*** Opening Supplied material ***
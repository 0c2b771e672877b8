pub mod command;
pub mod ids;
pub mod model;
pub mod stock;
pub mod world;

pub use command::*;
pub use ids::*;
pub use model::*;
pub use stock::*;
pub use world::*;
use std::collections::HashMap;

use crate::{ItemStack, ShopId, StockEntry};

/// Namespace given to item types that arrive without one.
pub const DEFAULT_ITEM_NAMESPACE: &str = "minecraft";

/// Lower-case an item type and make sure it carries a namespace.
///
/// `ELYTRA` and `minecraft:Elytra` both become `minecraft:elytra`.
pub fn normalize_item_key(item_type: &str) -> String {
    let lowered = item_type.trim().to_ascii_lowercase();
    if lowered.contains(':') {
        lowered
    } else {
        format!("{DEFAULT_ITEM_NAMESPACE}:{lowered}")
    }
}

/// Sum stack counts per normalized item key for one container.
///
/// Empty slots and zero-sized stacks are ignored. Keys come out in the order
/// they were first seen.
pub fn count_items<'a, I>(slots: I) -> Vec<(String, u32)>
where
    I: IntoIterator<Item = &'a Option<ItemStack>>,
{
    let mut order: Vec<(String, u32)> = Vec::new();
    let mut index: HashMap<String, usize> = HashMap::new();

    for stack in slots.into_iter().flatten() {
        if stack.amount == 0 {
            continue;
        }
        let key = normalize_item_key(&stack.item_type);
        match index.get(&key) {
            Some(&i) => order[i].1 = order[i].1.saturating_add(stack.amount),
            None => {
                index.insert(key.clone(), order.len());
                order.push((key, stack.amount));
            }
        }
    }
    order
}

/// Turn one container's counts into stock entries for `shop_id`.
pub fn container_entries(shop_id: &ShopId, counts: Vec<(String, u32)>) -> Vec<StockEntry> {
    counts
        .into_iter()
        .map(|(key, qty)| StockEntry::new(shop_id.clone(), key, qty))
        .collect()
}

/// Collapse entries sharing a `(shop_id, item_key)` pair.
///
/// The last value produced for a key wins; the key keeps the slot of its
/// first occurrence, so output order is deterministic for a deterministic
/// enumeration order.
pub fn dedup_last_wins(entries: Vec<StockEntry>) -> Vec<StockEntry> {
    let mut out: Vec<StockEntry> = Vec::with_capacity(entries.len());
    let mut index: HashMap<(ShopId, String), usize> = HashMap::with_capacity(entries.len());

    for entry in entries {
        let key = (entry.shop_id.clone(), entry.item_key.clone());
        match index.get(&key) {
            Some(&i) => out[i] = entry,
            None => {
                index.insert(key, out.len());
                out.push(entry);
            }
        }
    }
    out
}
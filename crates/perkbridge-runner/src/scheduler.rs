use perkbridge_core::{CommandDispatcher, ShopRegistry};
use perkbridge_host::{HostError, HostHandle};
use tokio::sync::mpsc;
use tokio::task::JoinHandle;
use tokio::time::{interval_at, Instant, MissedTickBehavior};
use tracing::{debug, error, info, warn};

use crate::{CommandQueueConsumer, Config, PublishTrigger, SnapshotPublisher, StockScan};

/// Background tasks driving one bridge.
pub struct BridgeTasks<W> {
    pub trigger: PublishTrigger<W>,
    pub consumer: JoinHandle<()>,
    pub stock_timer: JoinHandle<()>,
    pub writer: JoinHandle<()>,
}

impl<W> BridgeTasks<W> {
    pub fn abort(&self) {
        self.consumer.abort();
        self.stock_timer.abort();
        self.writer.abort();
    }
}

/// Start the queue consumer, the stock timer and the snapshot writer for `cfg`.
///
/// Must be called inside a tokio runtime. World access goes through `host`.
pub fn spawn_bridge<W>(cfg: &Config, host: HostHandle<W>) -> BridgeTasks<W>
where
    W: CommandDispatcher + ShopRegistry + 'static,
{
    let (tx, writer) = spawn_snapshot_writer(SnapshotPublisher::from_config(cfg));
    let trigger = PublishTrigger::new(host.clone(), tx);
    let consumer = spawn_queue_consumer(CommandQueueConsumer::from_config(cfg), host, cfg);
    let stock_timer = spawn_stock_timer(trigger.clone(), cfg);
    info!(
        queue = %cfg.queue_path().display(),
        stock = %cfg.stock_path().display(),
        "bridge started"
    );
    BridgeTasks {
        trigger,
        consumer,
        stock_timer,
        writer,
    }
}

/// Periodically drain the queue file off the owner thread.
pub fn spawn_queue_consumer<W>(mut consumer: CommandQueueConsumer, host: HostHandle<W>, cfg: &Config) -> JoinHandle<()>
where
    W: CommandDispatcher + 'static,
{
    let start = Instant::now() + cfg.schedule.queue_initial_delay();
    let period = cfg.schedule.queue_interval();
    tokio::spawn(async move {
        let mut tick = interval_at(start, period);
        tick.set_missed_tick_behavior(MissedTickBehavior::Delay);
        loop {
            tick.tick().await;
            let queue = consumer.queue().clone();
            let drain = match tokio::task::spawn_blocking(move || queue.drain()).await {
                Ok(d) => d,
                Err(e) => {
                    warn!("queue drain worker failed: {e:?}");
                    continue;
                }
            };
            let report = consumer.execute_batch(drain, &host);
            if report.read > 0 {
                info!(
                    read = report.read,
                    submitted = report.submitted,
                    rejected = report.rejected,
                    skipped = report.skipped_seen,
                    "drained command queue"
                );
            }
            if report.host_closed {
                warn!("owner thread is gone; stopping queue consumer");
                break;
            }
        }
    })
}

/// Periodically ask the owner thread for a stock scan.
pub fn spawn_stock_timer<W>(trigger: PublishTrigger<W>, cfg: &Config) -> JoinHandle<()>
where
    W: ShopRegistry + 'static,
{
    let start = Instant::now() + cfg.schedule.stock_initial_delay();
    let period = cfg.schedule.stock_interval();
    tokio::spawn(async move {
        let mut tick = interval_at(start, period);
        tick.set_missed_tick_behavior(MissedTickBehavior::Delay);
        loop {
            tick.tick().await;
            if let Err(HostError::Closed) = trigger.request_publish() {
                warn!("owner thread is gone; stopping stock timer");
                break;
            }
        }
    })
}

/// Single consumer of stock scans: writes them one at a time so two publishes
/// never share the temp file. Scans that queue up while a write is running are
/// collapsed to the newest one.
pub fn spawn_snapshot_writer(publisher: SnapshotPublisher) -> (mpsc::UnboundedSender<StockScan>, JoinHandle<()>) {
    let (tx, mut rx) = mpsc::unbounded_channel::<StockScan>();
    let handle = tokio::spawn(async move {
        while let Some(mut scan) = rx.recv().await {
            while let Ok(newer) = rx.try_recv() {
                debug!("newer stock scan queued; skipping an older one");
                scan = newer;
            }
            let publisher = publisher.clone();
            match tokio::task::spawn_blocking(move || publisher.write_scan(&scan)).await {
                Ok(Ok(())) => {}
                // Already logged by write_scan; the previous snapshot stays authoritative.
                Ok(Err(_)) => {}
                Err(e) => error!("snapshot writer worker failed: {e:?}"),
            }
        }
        debug!("snapshot writer stopped");
    });
    (tx, handle)
}
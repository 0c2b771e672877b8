use std::panic::{self, AssertUnwindSafe};
use std::sync::mpsc::{self, Receiver, Sender, TryRecvError};
use std::thread::{self, JoinHandle};

use thiserror::Error;
use tracing::{debug, error};

/// A unit of work that runs with exclusive access to the host state.
pub type Job<W> = Box<dyn FnOnce(&mut W) + Send + 'static>;

enum Envelope<W> {
    Run(Job<W>),
    Shutdown,
}

#[derive(Debug, Error, PartialEq, Eq)]
pub enum HostError {
    #[error("host loop is no longer running")]
    Closed,
    #[error("failed to spawn host thread: {0}")]
    Spawn(String),
}

/// Cloneable, thread-safe submission side of the owner's job queue.
pub struct HostHandle<W> {
    tx: Sender<Envelope<W>>,
}

impl<W> Clone for HostHandle<W> {
    fn clone(&self) -> Self {
        Self { tx: self.tx.clone() }
    }
}

impl<W> std::fmt::Debug for HostHandle<W> {
    fn fmt(&self, f: &mut std::fmt::Formatter<'_>) -> std::fmt::Result {
        f.debug_struct("HostHandle").finish_non_exhaustive()
    }
}

impl<W> HostHandle<W> {
    /// Queue `job` to run on the owner thread. Returns immediately.
    pub fn submit<F>(&self, job: F) -> Result<(), HostError>
    where
        F: FnOnce(&mut W) + Send + 'static,
    {
        self.tx.send(Envelope::Run(Box::new(job))).map_err(|_| HostError::Closed)
    }

    /// Ask the loop to stop once the jobs queued before this call have run.
    pub fn shutdown(&self) -> Result<(), HostError> {
        self.tx.send(Envelope::Shutdown).map_err(|_| HostError::Closed)
    }
}

/// Owner side: holds the state and runs submitted jobs against it.
///
/// Workers never touch the state directly. They submit closures through a
/// [`HostHandle`] and the loop runs them one at a time, in submission order,
/// on whichever thread drives it.
pub struct HostLoop<W> {
    state: W,
    rx: Receiver<Envelope<W>>,
    stopped: bool,
}

/// Create a connected handle/loop pair around `state`.
pub fn channel<W>(state: W) -> (HostHandle<W>, HostLoop<W>) {
    let (tx, rx) = mpsc::channel();
    (HostHandle { tx }, HostLoop { state, rx, stopped: false })
}

/// Run a [`HostLoop`] on a dedicated thread named `host-owner`.
///
/// The join handle yields the state back once the loop stops.
pub fn spawn<W>(state: W) -> Result<(HostHandle<W>, JoinHandle<W>), HostError>
where
    W: Send + 'static,
{
    let (handle, host) = channel(state);
    let join = thread::Builder::new()
        .name("host-owner".into())
        .spawn(move || host.run())
        .map_err(|e| HostError::Spawn(e.to_string()))?;
    Ok((handle, join))
}

impl<W> HostLoop<W> {
    pub fn state(&self) -> &W {
        &self.state
    }

    pub fn is_stopped(&self) -> bool {
        self.stopped
    }

    /// Run every job queued right now, without blocking. Returns how many ran.
    pub fn run_pending(&mut self) -> usize {
        let mut ran = 0;
        while !self.stopped {
            match self.rx.try_recv() {
                Ok(Envelope::Run(job)) => {
                    self.execute(job);
                    ran += 1;
                }
                Ok(Envelope::Shutdown) | Err(TryRecvError::Disconnected) => self.stopped = true,
                Err(TryRecvError::Empty) => break,
            }
        }
        ran
    }

    /// Block and run jobs until shutdown is requested or every handle is dropped.
    pub fn run(mut self) -> W {
        debug!("host loop started");
        while !self.stopped {
            match self.rx.recv() {
                Ok(Envelope::Run(job)) => self.execute(job),
                Ok(Envelope::Shutdown) | Err(_) => self.stopped = true,
            }
        }
        debug!("host loop stopped");
        self.state
    }

    fn execute(&mut self, job: Job<W>) {
        let state = &mut self.state;
        if let Err(panic) = panic::catch_unwind(AssertUnwindSafe(move || job(state))) {
            let msg = panic
                .downcast_ref::<&str>()
                .map(|s| s.to_string())
                .or_else(|| panic.downcast_ref::<String>().cloned())
                .unwrap_or_else(|| "non-string panic payload".to_string());
            error!(panic = %msg, "host job panicked; continuing");
        }
    }
}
*** Closing Supplied material ***
**Task details**.
For the word "failed", show every line of the entries that holds it.

**Worked solution**.
                    warn!("queue drain worker failed: {e:?}");
                Err(e) => error!("snapshot writer worker failed: {e:?}"),
    #[error("failed to spawn host thread: {0}")]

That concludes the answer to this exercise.